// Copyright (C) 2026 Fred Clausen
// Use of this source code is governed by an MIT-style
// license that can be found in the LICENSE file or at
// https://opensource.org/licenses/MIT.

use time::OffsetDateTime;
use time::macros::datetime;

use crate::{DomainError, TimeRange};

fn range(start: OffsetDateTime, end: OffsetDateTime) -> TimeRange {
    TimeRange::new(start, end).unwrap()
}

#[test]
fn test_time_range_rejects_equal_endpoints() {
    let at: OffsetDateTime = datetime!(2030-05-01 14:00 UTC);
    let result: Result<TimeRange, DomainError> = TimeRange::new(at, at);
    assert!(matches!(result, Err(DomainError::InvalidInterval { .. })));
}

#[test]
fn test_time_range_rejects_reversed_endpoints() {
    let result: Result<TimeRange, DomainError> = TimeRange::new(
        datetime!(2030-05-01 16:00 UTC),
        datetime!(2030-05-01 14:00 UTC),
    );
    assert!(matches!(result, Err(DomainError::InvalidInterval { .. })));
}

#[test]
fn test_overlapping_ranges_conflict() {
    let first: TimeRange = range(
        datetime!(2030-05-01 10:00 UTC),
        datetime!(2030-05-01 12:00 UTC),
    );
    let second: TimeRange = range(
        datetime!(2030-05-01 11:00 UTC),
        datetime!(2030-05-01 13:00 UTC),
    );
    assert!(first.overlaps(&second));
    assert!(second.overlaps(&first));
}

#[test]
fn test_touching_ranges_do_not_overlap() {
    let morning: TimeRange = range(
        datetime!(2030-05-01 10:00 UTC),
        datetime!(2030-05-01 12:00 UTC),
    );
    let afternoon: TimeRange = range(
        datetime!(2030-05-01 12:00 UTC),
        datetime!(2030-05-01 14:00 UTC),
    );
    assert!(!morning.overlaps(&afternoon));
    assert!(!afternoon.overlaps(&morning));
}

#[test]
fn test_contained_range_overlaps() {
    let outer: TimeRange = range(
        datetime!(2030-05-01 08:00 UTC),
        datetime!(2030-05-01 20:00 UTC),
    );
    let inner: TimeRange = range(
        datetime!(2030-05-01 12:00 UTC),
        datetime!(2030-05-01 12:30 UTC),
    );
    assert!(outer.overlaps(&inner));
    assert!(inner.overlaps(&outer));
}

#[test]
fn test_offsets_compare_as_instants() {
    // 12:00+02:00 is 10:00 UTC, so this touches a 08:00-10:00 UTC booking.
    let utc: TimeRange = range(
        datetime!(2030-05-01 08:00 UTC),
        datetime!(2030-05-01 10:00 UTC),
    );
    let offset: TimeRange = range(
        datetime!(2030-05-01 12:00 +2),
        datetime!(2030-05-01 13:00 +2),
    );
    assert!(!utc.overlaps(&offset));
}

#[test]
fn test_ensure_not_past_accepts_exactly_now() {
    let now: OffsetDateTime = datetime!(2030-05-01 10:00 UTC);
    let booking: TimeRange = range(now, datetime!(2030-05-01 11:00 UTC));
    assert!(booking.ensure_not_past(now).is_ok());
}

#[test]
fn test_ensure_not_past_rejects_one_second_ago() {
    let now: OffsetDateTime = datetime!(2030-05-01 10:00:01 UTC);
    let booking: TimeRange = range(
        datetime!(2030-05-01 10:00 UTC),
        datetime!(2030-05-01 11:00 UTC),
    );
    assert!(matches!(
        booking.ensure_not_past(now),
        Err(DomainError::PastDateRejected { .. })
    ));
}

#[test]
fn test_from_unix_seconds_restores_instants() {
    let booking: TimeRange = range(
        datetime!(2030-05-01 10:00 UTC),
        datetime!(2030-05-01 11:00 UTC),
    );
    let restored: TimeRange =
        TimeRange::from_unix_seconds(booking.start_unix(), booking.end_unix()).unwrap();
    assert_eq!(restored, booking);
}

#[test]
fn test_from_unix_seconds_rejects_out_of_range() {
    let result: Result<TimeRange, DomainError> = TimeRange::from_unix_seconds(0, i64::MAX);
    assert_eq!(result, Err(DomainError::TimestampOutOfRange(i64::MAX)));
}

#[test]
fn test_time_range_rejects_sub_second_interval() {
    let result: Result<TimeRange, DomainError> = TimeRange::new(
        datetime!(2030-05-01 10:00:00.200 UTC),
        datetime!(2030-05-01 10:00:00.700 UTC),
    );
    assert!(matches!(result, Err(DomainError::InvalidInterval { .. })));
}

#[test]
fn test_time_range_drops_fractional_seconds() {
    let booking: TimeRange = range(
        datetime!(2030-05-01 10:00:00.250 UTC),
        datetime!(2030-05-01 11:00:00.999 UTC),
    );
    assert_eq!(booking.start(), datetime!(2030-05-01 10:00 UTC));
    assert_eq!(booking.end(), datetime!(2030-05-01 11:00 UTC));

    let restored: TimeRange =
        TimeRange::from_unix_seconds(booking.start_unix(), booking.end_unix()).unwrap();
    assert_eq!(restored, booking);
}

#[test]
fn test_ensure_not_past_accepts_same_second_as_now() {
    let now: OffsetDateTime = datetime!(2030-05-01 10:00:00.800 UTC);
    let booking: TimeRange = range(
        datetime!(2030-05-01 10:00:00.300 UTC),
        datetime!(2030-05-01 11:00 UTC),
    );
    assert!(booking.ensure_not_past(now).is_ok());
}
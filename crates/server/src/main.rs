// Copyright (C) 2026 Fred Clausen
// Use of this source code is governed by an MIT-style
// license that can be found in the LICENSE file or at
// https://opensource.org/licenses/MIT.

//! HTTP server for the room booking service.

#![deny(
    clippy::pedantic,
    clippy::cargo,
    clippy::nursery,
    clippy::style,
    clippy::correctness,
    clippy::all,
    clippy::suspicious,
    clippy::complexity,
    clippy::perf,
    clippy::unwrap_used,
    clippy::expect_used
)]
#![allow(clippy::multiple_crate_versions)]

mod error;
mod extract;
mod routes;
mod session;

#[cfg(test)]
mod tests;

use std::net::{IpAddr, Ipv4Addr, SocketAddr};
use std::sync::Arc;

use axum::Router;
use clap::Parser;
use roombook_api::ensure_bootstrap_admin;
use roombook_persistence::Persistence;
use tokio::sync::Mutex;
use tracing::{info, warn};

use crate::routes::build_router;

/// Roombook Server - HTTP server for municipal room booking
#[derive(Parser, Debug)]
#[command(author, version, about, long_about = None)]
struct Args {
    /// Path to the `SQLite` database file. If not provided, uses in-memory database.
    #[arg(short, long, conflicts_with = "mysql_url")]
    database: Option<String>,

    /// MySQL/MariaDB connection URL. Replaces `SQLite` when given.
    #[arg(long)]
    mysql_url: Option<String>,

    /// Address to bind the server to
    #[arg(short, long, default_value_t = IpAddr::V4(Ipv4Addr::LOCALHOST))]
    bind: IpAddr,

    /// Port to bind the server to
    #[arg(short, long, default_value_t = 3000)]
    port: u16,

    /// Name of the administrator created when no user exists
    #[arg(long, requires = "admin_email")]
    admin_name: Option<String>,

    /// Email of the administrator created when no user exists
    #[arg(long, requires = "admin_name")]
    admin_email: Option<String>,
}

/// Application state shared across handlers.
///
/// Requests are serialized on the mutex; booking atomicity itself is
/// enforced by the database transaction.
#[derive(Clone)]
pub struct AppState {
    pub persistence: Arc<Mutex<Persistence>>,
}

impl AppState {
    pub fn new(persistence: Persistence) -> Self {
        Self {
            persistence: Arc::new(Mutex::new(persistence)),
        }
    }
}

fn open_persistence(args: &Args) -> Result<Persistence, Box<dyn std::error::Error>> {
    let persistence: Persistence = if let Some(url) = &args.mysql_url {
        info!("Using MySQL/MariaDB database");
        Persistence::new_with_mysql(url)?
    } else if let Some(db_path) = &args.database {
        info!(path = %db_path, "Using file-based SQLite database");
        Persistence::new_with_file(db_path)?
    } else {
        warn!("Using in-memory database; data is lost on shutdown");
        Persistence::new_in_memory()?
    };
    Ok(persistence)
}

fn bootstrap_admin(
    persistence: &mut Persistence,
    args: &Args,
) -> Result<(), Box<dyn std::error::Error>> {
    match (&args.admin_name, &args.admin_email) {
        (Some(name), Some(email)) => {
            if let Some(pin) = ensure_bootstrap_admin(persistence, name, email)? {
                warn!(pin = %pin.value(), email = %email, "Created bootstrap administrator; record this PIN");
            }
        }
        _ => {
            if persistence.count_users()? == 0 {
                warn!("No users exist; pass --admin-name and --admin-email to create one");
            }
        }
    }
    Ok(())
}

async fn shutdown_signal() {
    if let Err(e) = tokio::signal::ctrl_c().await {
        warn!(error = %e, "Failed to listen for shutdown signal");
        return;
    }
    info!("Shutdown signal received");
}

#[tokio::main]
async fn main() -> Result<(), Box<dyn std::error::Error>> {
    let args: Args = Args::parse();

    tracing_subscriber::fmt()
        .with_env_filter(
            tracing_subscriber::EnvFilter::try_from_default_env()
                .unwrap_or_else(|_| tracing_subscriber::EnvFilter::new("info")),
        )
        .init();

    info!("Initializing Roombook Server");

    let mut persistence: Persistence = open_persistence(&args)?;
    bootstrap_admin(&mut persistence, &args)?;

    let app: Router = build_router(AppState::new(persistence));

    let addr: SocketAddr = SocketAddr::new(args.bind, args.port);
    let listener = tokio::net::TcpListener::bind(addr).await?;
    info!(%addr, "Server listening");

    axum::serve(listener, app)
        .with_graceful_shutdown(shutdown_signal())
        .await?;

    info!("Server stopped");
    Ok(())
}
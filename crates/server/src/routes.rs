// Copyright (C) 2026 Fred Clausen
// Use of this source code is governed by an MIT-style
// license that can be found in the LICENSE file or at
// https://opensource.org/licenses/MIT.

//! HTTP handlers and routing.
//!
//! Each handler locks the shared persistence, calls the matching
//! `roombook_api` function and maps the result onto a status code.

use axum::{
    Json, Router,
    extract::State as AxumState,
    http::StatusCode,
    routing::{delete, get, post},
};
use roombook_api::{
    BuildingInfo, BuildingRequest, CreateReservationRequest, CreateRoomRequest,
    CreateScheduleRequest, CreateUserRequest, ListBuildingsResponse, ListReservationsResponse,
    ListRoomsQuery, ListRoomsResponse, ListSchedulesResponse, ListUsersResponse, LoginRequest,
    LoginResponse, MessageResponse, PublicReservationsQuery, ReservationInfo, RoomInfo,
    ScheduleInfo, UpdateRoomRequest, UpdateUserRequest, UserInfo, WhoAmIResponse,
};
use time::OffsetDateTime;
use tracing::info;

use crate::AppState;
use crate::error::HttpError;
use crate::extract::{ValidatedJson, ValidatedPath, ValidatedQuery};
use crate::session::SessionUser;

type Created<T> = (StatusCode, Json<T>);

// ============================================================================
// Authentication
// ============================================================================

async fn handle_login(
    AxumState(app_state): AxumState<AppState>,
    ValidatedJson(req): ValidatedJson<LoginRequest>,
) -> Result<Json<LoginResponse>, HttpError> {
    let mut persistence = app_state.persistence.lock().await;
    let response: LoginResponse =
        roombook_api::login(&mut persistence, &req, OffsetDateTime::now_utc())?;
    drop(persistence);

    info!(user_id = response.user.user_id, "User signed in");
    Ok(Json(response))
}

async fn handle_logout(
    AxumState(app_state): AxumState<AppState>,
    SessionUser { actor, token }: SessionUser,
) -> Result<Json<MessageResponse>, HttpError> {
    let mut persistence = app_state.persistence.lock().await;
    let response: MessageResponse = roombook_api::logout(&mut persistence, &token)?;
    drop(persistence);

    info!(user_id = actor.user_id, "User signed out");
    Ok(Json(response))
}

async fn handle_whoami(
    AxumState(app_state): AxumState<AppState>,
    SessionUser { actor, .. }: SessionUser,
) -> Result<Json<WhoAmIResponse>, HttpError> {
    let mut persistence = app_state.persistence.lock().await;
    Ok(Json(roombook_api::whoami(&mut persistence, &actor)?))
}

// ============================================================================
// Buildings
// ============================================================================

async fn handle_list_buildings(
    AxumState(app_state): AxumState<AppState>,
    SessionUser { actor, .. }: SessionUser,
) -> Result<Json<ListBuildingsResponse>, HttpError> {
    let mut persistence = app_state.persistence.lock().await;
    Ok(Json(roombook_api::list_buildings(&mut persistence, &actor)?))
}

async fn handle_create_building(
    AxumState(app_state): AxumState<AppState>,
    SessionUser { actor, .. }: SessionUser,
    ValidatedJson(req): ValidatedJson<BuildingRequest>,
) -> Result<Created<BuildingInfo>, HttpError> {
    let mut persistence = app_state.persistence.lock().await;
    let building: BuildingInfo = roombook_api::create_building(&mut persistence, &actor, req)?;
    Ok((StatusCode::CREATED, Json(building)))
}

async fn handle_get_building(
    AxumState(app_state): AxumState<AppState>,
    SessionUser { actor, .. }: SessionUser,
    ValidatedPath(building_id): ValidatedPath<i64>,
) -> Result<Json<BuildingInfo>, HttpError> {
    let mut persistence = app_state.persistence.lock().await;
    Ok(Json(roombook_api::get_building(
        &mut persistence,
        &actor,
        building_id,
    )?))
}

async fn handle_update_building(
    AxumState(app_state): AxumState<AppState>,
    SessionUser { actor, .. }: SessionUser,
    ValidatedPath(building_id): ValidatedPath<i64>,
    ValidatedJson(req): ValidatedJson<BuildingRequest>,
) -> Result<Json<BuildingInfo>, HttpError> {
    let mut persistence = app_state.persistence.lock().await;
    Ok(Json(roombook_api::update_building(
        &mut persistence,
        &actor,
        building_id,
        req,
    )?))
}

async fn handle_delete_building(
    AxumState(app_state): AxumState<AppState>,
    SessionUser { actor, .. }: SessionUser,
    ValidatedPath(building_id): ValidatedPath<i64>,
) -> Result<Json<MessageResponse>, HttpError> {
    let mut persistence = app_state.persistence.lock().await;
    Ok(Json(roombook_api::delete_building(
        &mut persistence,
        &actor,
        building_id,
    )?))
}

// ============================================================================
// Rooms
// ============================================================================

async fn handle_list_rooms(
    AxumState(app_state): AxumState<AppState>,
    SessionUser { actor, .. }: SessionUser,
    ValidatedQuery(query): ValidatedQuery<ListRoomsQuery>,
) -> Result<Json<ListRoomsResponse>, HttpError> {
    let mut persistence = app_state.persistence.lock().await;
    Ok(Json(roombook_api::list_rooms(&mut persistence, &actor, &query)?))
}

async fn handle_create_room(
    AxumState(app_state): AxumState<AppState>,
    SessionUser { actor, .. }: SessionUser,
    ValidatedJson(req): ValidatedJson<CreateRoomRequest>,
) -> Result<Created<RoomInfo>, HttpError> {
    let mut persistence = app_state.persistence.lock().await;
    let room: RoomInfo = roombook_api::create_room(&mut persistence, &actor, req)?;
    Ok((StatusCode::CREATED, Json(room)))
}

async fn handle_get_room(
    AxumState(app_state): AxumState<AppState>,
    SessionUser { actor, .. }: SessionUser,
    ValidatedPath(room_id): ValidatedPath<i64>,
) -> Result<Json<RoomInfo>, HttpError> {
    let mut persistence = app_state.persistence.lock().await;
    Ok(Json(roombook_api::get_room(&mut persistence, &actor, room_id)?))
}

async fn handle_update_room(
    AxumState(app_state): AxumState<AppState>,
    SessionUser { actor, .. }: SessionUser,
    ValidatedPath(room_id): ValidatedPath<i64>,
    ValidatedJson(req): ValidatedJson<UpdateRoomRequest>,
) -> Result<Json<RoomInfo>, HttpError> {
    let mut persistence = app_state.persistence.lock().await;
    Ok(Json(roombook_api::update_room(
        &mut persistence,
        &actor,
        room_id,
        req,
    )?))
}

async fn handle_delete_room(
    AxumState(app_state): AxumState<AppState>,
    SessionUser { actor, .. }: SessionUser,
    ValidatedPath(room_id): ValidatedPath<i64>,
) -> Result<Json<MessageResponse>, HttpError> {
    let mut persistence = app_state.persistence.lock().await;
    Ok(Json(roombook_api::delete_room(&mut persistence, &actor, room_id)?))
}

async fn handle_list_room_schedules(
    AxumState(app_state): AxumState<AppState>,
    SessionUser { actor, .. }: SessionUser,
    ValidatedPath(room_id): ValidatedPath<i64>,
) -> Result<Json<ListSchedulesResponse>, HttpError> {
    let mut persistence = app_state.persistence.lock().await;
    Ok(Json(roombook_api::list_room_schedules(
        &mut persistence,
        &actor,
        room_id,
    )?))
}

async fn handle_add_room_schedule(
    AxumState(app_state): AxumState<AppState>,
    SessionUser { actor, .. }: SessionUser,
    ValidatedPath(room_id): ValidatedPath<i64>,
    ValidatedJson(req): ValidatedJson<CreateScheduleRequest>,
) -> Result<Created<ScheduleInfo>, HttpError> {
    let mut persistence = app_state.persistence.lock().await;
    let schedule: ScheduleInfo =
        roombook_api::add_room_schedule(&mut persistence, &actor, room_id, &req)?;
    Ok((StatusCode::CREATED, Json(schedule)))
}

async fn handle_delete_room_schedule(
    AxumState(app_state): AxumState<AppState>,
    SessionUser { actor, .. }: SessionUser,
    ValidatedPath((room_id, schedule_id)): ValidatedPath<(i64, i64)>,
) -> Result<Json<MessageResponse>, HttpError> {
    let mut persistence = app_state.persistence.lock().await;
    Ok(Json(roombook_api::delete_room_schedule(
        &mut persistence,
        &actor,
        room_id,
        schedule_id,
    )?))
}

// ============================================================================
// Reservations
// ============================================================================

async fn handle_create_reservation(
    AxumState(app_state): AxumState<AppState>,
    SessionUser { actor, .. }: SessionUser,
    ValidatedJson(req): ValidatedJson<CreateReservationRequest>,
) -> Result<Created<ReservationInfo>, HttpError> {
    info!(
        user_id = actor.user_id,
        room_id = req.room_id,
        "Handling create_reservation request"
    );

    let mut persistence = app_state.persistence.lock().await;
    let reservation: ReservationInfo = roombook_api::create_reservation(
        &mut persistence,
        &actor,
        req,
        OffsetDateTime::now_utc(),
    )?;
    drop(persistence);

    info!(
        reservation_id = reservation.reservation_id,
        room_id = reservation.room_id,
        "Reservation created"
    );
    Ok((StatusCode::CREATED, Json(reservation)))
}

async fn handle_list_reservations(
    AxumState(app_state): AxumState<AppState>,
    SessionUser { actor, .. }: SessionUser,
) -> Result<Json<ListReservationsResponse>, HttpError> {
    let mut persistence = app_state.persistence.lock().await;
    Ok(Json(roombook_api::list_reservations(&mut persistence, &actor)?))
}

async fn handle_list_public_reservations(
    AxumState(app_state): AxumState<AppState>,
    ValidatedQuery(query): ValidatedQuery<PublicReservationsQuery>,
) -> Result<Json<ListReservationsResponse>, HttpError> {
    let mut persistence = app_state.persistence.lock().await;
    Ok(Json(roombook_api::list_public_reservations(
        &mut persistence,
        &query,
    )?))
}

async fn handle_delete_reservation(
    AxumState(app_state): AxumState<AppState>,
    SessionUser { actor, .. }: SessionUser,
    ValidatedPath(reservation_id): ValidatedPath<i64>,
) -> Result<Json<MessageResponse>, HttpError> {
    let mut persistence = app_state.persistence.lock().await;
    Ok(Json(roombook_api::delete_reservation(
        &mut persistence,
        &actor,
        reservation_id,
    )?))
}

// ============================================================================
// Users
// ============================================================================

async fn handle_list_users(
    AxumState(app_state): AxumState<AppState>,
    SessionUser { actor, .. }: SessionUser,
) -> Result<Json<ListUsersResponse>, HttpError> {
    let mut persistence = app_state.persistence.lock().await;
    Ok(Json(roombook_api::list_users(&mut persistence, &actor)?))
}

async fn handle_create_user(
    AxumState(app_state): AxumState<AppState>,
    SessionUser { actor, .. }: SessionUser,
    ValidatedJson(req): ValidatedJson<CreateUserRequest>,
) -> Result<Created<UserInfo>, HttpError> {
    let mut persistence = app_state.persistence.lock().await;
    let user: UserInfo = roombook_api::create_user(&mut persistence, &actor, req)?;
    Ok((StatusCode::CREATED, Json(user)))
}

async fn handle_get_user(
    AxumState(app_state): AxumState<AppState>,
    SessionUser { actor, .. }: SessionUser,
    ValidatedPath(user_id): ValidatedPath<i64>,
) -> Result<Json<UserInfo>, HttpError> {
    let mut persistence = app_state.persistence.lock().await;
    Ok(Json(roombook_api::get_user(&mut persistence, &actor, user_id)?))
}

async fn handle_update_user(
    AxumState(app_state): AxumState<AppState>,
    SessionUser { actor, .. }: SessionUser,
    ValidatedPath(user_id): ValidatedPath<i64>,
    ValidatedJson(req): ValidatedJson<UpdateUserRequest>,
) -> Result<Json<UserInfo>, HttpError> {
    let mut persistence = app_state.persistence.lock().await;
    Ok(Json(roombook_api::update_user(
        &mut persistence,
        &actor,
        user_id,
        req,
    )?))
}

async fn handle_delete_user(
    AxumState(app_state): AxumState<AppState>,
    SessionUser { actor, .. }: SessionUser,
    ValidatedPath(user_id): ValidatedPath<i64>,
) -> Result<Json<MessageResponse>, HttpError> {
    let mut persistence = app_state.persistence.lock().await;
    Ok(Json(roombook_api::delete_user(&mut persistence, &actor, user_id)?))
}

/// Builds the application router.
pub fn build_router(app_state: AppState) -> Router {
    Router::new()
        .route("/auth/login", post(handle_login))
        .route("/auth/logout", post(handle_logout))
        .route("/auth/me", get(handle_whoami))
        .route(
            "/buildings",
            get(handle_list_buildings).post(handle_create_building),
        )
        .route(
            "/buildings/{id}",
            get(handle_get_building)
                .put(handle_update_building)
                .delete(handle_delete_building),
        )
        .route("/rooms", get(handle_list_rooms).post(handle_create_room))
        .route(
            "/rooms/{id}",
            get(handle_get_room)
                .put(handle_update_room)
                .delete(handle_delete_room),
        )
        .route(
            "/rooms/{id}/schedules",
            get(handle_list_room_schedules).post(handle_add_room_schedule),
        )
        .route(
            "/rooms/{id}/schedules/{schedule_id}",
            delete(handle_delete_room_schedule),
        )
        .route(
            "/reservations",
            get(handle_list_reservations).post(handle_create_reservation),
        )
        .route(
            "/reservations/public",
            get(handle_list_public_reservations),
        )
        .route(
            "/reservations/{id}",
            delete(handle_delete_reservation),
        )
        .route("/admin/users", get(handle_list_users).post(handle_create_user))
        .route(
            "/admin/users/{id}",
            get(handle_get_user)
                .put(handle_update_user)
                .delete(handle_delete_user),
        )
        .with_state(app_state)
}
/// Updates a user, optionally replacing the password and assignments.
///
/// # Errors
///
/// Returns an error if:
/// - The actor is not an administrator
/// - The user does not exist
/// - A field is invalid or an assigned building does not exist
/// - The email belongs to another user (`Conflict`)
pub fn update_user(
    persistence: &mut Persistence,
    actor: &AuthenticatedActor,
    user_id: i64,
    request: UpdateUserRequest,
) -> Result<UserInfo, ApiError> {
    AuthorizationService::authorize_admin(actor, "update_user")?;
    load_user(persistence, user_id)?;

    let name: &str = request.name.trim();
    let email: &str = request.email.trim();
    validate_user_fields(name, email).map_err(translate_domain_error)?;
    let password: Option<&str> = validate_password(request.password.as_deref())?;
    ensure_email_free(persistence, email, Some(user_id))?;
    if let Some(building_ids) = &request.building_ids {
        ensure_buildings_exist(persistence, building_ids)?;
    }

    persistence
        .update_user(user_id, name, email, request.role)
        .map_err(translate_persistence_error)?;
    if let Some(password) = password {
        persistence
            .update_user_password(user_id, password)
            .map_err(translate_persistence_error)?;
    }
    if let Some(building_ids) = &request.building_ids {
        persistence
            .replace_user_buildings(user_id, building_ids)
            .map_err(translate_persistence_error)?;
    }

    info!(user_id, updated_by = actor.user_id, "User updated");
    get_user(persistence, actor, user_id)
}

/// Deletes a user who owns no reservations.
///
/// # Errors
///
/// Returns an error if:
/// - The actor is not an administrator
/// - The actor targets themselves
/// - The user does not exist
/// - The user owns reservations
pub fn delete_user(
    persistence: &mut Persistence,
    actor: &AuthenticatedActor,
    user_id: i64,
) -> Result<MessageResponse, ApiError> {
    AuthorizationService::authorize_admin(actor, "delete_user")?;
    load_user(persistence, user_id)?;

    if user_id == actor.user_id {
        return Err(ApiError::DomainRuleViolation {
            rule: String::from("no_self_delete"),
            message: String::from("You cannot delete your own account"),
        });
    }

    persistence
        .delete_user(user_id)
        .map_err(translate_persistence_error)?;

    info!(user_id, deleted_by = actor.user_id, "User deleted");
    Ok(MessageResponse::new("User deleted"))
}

..........

▶ _Problem description_
Please give back, exactly as it stands above, the stretch from the line with "let inner: TimeRange" through the line with "assert_eq!(booking.start(), datetime!(2030-05-01 10:00", and no line outside it.

▶ _The completed task_
    let inner: TimeRange = range(
        datetime!(2030-05-01 12:00 UTC),
        datetime!(2030-05-01 12:30 UTC),
    );
    assert!(outer.overlaps(&inner));
    assert!(inner.overlaps(&outer));
}

#[test]
fn test_offsets_compare_as_instants() {
    // 12:00+02:00 is 10:00 UTC, so this touches a 08:00-10:00 UTC booking.
    let utc: TimeRange = range(
        datetime!(2030-05-01 08:00 UTC),
        datetime!(2030-05-01 10:00 UTC),
    );
    let offset: TimeRange = range(
        datetime!(2030-05-01 12:00 +2),
        datetime!(2030-05-01 13:00 +2),
    );
    assert!(!utc.overlaps(&offset));
}

#[test]
fn test_ensure_not_past_accepts_exactly_now() {
    let now: OffsetDateTime = datetime!(2030-05-01 10:00 UTC);
    let booking: TimeRange = range(now, datetime!(2030-05-01 11:00 UTC));
    assert!(booking.ensure_not_past(now).is_ok());
}

#[test]
fn test_ensure_not_past_rejects_one_second_ago() {
    let now: OffsetDateTime = datetime!(2030-05-01 10:00:01 UTC);
    let booking: TimeRange = range(
        datetime!(2030-05-01 10:00 UTC),
        datetime!(2030-05-01 11:00 UTC),
    );
    assert!(matches!(
        booking.ensure_not_past(now),
        Err(DomainError::PastDateRejected { .. })
    ));
}

#[test]
fn test_from_unix_seconds_restores_instants() {
    let booking: TimeRange = range(
        datetime!(2030-05-01 10:00 UTC),
        datetime!(2030-05-01 11:00 UTC),
    );
    let restored: TimeRange =
        TimeRange::from_unix_seconds(booking.start_unix(), booking.end_unix()).unwrap();
    assert_eq!(restored, booking);
}

#[test]
fn test_from_unix_seconds_rejects_out_of_range() {
    let result: Result<TimeRange, DomainError> = TimeRange::from_unix_seconds(0, i64::MAX);
    assert_eq!(result, Err(DomainError::TimestampOutOfRange(i64::MAX)));
}

#[test]
fn test_time_range_rejects_sub_second_interval() {
    let result: Result<TimeRange, DomainError> = TimeRange::new(
        datetime!(2030-05-01 10:00:00.200 UTC),
        datetime!(2030-05-01 10:00:00.700 UTC),
    );
    assert!(matches!(result, Err(DomainError::InvalidInterval { .. })));
}

#[test]
fn test_time_range_drops_fractional_seconds() {
    let booking: TimeRange = range(
        datetime!(2030-05-01 10:00:00.250 UTC),
        datetime!(2030-05-01 11:00:00.999 UTC),
    );
    assert_eq!(booking.start(), datetime!(2030-05-01 10:00 UTC));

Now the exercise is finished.